[Mlir-commits] [mlir] [mlir][Vector] Add a rewrite pattern for better low-precision ext(bit… (PR #65774)
Oleksandr Alex Zinenko
llvmlistbot at llvm.org
Wed Sep 13 01:39:53 PDT 2023
================
@@ -155,6 +170,256 @@ struct ConvertVectorTransferRead final
};
} // end anonymous namespace
+//===----------------------------------------------------------------------===//
+// RewriteExtOfBitCast
+//===----------------------------------------------------------------------===//
+
+/// Create a vector of bit masks: `idx .. idx + step - 1` and broadcast it
+/// `numOccurrences` times.
+/// `step` must divide `bitwidth` evenly.
+/// Example: (4, 2, 3) -> [0xc, 0x3, 0xc, 0x3, 0xc, 0x3].
+static SmallVector<Attribute> computeExtOfBitCastMasks(MLIRContext *ctx,
+ int64_t bitwidth,
+ int64_t step,
+ int64_t numOccurrences) {
+ assert(bitwidth % step == 0 && "step must divide bitwidth evenly");
+ IntegerType interimIntType = IntegerType::get(ctx, bitwidth);
+ SmallVector<Attribute> tmpMasks;
+ tmpMasks.reserve(bitwidth / step);
+ // Create a vector of bit masks: `idx .. idx + step - 1`.
+ for (int64_t idx = 0; idx < bitwidth; idx += step) {
+ LDBG("Mask bits " << idx << " .. " << idx + step - 1 << " out of "
+ << bitwidth);
+ IntegerAttr mask = IntegerAttr::get(
+ interimIntType, llvm::APInt::getBitsSet(bitwidth, idx, idx + step));
+ tmpMasks.push_back(mask);
+ }
+ // Replicate the vector of bit masks to the desired size.

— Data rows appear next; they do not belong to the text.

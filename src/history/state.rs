// Keystrata — History state
//
// One snapshot of a keystore in the undo/redo history: the keystore itself,
// its cached password, and a cache of entry passwords. States are linked
// through `StateId`s into the arena owned by `StoreHistory`.
//
// The propagation algorithm lives here. When the history moves from one
// state to an adjacent one, entry passwords known in the source but not in
// the target are carried over, but only when the password both unlocks the
// entry in the target and unlocks the *same* key there.

use std::collections::HashMap;
use std::fmt;

use serde::Serialize;

use super::{HistoryAction, PropagationError};
use crate::crypto::{key_material_matches, KeyMaterial, Password};
use crate::keystore::{KeyStore, KeyStoreError, KeyStoreType, StoreCopyError};

/// Stable handle of a state within its history.
#[derive(Debug, Clone, Copy, PartialEq, Eq, Hash, PartialOrd, Ord, Serialize)]
pub struct StateId(pub(crate) usize);

impl StateId {
    pub fn index(&self) -> usize {
        self.0
    }
}

impl fmt::Display for StateId {
    fn fmt(&self, f: &mut fmt::Formatter<'_>) -> fmt::Result {
        write!(f, "#{}", self.0)
    }
}

/// A single keystore snapshot in the undo/redo history.
#[derive(Debug)]
pub struct StoreState {
    store: Box<dyn KeyStore>,
    password: Option<Password>,
    entry_passwords: HashMap<String, Password>,
    pub(crate) previous: Option<StateId>,
    pub(crate) next: Option<StateId>,
    action: Option<Box<dyn HistoryAction>>,
    stored_in_password_manager: bool,
}

impl StoreState {
    pub(crate) fn new(store: Box<dyn KeyStore>, password: Option<Password>) -> Self {
        Self {
            store,
            password,
            entry_passwords: HashMap::new(),
            previous: None,
            next: None,
            action: None,
            stored_in_password_manager: false,
        }
    }

    /// Create the basis for the next state: a copy of this state, excluding
    /// its position in the history, tagged with the action that will
    /// produce it. The copy shares no mutable data with this state.
    pub fn create_basis_for_next_state<A>(&self, action: A) -> Result<StoreState, StoreCopyError>
    where
        A: HistoryAction + 'static,
    {
        let store = self.store.duplicate()?;

        let entry_passwords = self
            .entry_passwords
            .iter()
            .map(|(alias, password)| (alias.clone(), password.duplicate()))
            .collect();

        Ok(StoreState {
            store,
            password: self.password.as_ref().map(Password::duplicate),
            entry_passwords,
            previous: None,
            next: None,
            action: Some(Box::new(action)),
            stored_in_password_manager: self.stored_in_password_manager,
        })
    }

    // ─── Accessors ───────────────────────────────────────────────────────────

    pub fn store(&self) -> &dyn KeyStore {
        self.store.as_ref()
    }

    pub fn store_mut(&mut self) -> &mut dyn KeyStore {
        self.store.as_mut()
    }

    /// Replace the keystore, e.g. after converting it to another type.
    ///
    /// Cached entry passwords are re-keyed for the new store's alias rules.
    /// Passwords of aliases the new store does not hold are wiped.
    pub fn set_store(&mut self, store: Box<dyn KeyStore>) -> Result<(), KeyStoreError> {
        let aliases = store.aliases()?;
        let old_type = self.store_type();
        let new_type = store.store_type();

        let mut rekeyed = HashMap::new();
        for alias in aliases {
            if let Some(password) = self.entry_passwords.remove(&old_type.normalize_alias(&alias)) {
                rekeyed.insert(new_type.normalize_alias(&alias), password);
            }
        }
        for (alias, mut stale) in self.entry_passwords.drain() {
            tracing::debug!(alias = %alias, "Cached password dropped with replaced keystore");
            stale.wipe();
        }

        self.entry_passwords = rekeyed;
        self.store = store;
        Ok(())
    }

    pub fn store_type(&self) -> KeyStoreType {
        self.store.store_type()
    }

    pub fn password(&self) -> Option<&Password> {
        self.password.as_ref()
    }

    /// Set the cached keystore password. A replaced password is wiped.
    pub fn set_password(&mut self, password: Password) {
        if let Some(mut old) = self.password.replace(password) {
            old.wipe();
        }
    }

    pub fn entry_password(&self, alias: &str) -> Option<&Password> {
        self.entry_passwords.get(&self.cache_key(alias))
    }

    /// Cache the password of an entry. A replaced password is wiped.
    pub fn set_entry_password(&mut self, alias: &str, password: Password) {
        let key = self.cache_key(alias);
        if let Some(mut old) = self.entry_passwords.insert(key, password) {
            old.wipe();
        }
    }

    /// Remove and wipe an entry's cached password.
    pub fn remove_entry_password(&mut self, alias: &str) {
        let key = self.cache_key(alias);
        if let Some(mut removed) = self.entry_passwords.remove(&key) {
            removed.wipe();
        }
    }

    /// Cache key of an alias: the alias as the keystore type compares it.
    fn cache_key(&self, alias: &str) -> String {
        self.store_type().normalize_alias(alias)
    }

    /// Aliases with a cached password, in their normalised form, sorted.
    pub fn cached_aliases(&self) -> Vec<String> {
        let mut aliases: Vec<String> = self.entry_passwords.keys().cloned().collect();
        aliases.sort();
        aliases
    }

    pub fn action_description(&self) -> Option<String> {
        self.action.as_ref().map(|a| a.history_description())
    }

    pub fn previous_state(&self) -> Option<StateId> {
        self.previous
    }

    pub fn next_state(&self) -> Option<StateId> {
        self.next
    }

    pub fn has_previous_state(&self) -> bool {
        self.previous.is_some()
    }

    pub fn has_next_state(&self) -> bool {
        self.next.is_some()
    }

    /// Did a password cached in this state come from an external password manager?
    pub fn is_stored_in_password_manager(&self) -> bool {
        self.stored_in_password_manager
    }

    pub fn set_stored_in_password_manager(&mut self, stored: bool) {
        self.stored_in_password_manager = stored;
    }

    /// Wipe the keystore password and every cached entry password of this
    /// state. Other states in the history are untouched.
    pub fn wipe_passwords(&mut self) {
        if let Some(password) = self.password.as_mut() {
            password.wipe();
        }
        for password in self.entry_passwords.values_mut() {
            password.wipe();
        }
    }

    // ─── Propagation ─────────────────────────────────────────────────────────

    /// Copy entry passwords not yet cached in `target` from this state,
    /// where valid. Returns the number of passwords propagated.
    pub fn propagate_new_passwords(&self, target: &mut StoreState) -> Result<usize, PropagationError> {
        let plan = self.plan_propagation(target)?;
        Ok(plan.apply(target))
    }

    /// Decide which cached entry passwords may be carried into `target`
    /// without modifying it. Wrong passwords are skipped; any other keystore
    /// failure aborts the whole plan.
    pub fn plan_propagation(&self, target: &StoreState) -> Result<PropagationPlan, PropagationError> {
        let mut plan = PropagationPlan::default();

        for (alias, password) in &self.entry_passwords {
            let fail = |source: KeyStoreError| PropagationError {
                alias: alias.clone(),
                source,
            };

            let Some(target_alias) = self.resolve_alias_in(target, alias).map_err(fail)? else {
                continue;
            };
            if !target.store.is_key_entry(&target_alias).map_err(fail)? {
                continue;
            }
            let target_key = target.cache_key(&target_alias);
            if target.entry_passwords.contains_key(&target_key) {
                continue;
            }

            if self
                .is_password_propagation_valid(target, alias, &target_alias, password)
                .map_err(fail)?
            {
                tracing::debug!(alias = %alias, "Entry password propagated to adjacent state");
                plan.passwords.push((target_key, password.duplicate()));
            } else {
                tracing::debug!(alias = %alias, "Entry password not valid in adjacent state");
            }
        }

        Ok(plan)
    }

    /// Find the alias in `target` that this state's cache key `key` refers
    /// to. Stores of the same type share alias rules; across types (after a
    /// type change) the target's aliases are matched under this state's rules.
    fn resolve_alias_in(&self, target: &StoreState, key: &str) -> Result<Option<String>, KeyStoreError> {
        if target.store_type() == self.store_type() {
            return Ok(Some(key.to_string()));
        }
        Ok(target
            .store
            .aliases()?
            .into_iter()
            .find(|alias| self.cache_key(alias) == key))
    }

    /// A password may only be propagated if it is correct for the target
    /// entry and unlocks the same private key as in this state.
    fn is_password_propagation_valid(
        &self,
        target: &StoreState,
        alias: &str,
        target_alias: &str,
        password: &Password,
    ) -> Result<bool, KeyStoreError> {
        let Some(target_key) = Self::unlock_if_correct(target, target_alias, password)? else {
            return Ok(false);
        };
        let current_key = self.store.unlock_entry(alias, password)?;

        Ok(key_material_matches(&current_key, &target_key))
    }

    /// Unlock `alias` in `target`, mapping a wrong password to `None`.
    fn unlock_if_correct(
        target: &StoreState,
        alias: &str,
        password: &Password,
    ) -> Result<Option<KeyMaterial>, KeyStoreError> {
        match target.store.unlock_entry(alias, password) {
            Ok(key) => Ok(Some(key)),
            Err(e) if e.is_auth_failure() => Ok(None),
            Err(e) => Err(e),
        }
    }
}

+ SmallVector<Attribute> masks;
+ masks.reserve(numOccurrences * tmpMasks.size());
+ for (int64_t idx = 0; idx < numOccurrences; ++idx)
+ llvm::append_range(masks, tmpMasks);
+ return masks;
+}
+
+/// Create a vector of bit shifts by `k * idx` and broadcast it `numOccurrences`
+/// times.
+/// `step` must divide `bitwidth` evenly.
+/// Example: (4, 2, 3) -> [0x0, 0x2, 0x0, 0x2, 0x0, 0x2].
+static SmallVector<Attribute>
+computeExtOfBitCastShifts(MLIRContext *ctx, int64_t bitwidth, int64_t step,
+ int64_t numOccurrences) {
+ assert(bitwidth % step == 0 && "step must divide bitwidth evenly");
+ IntegerType interimIntType = IntegerType::get(ctx, bitwidth);
+ SmallVector<Attribute> tmpShifts;
+ for (int64_t idx = 0; idx < bitwidth; idx += step) {
+ IntegerAttr shift = IntegerAttr::get(interimIntType, idx);
+ tmpShifts.push_back(shift);
+ }
+ SmallVector<Attribute> shifts;
+ for (int64_t idx = 0; idx < numOccurrences; ++idx)
+ llvm::append_range(shifts, tmpShifts);
+ return shifts;
+}
+
+/// Create a vector of bit shuffles: `numOccurrences * idx` and broadcast it
+/// `bitwidth/step` times.
+/// `step` must divide `bitwidth` evenly.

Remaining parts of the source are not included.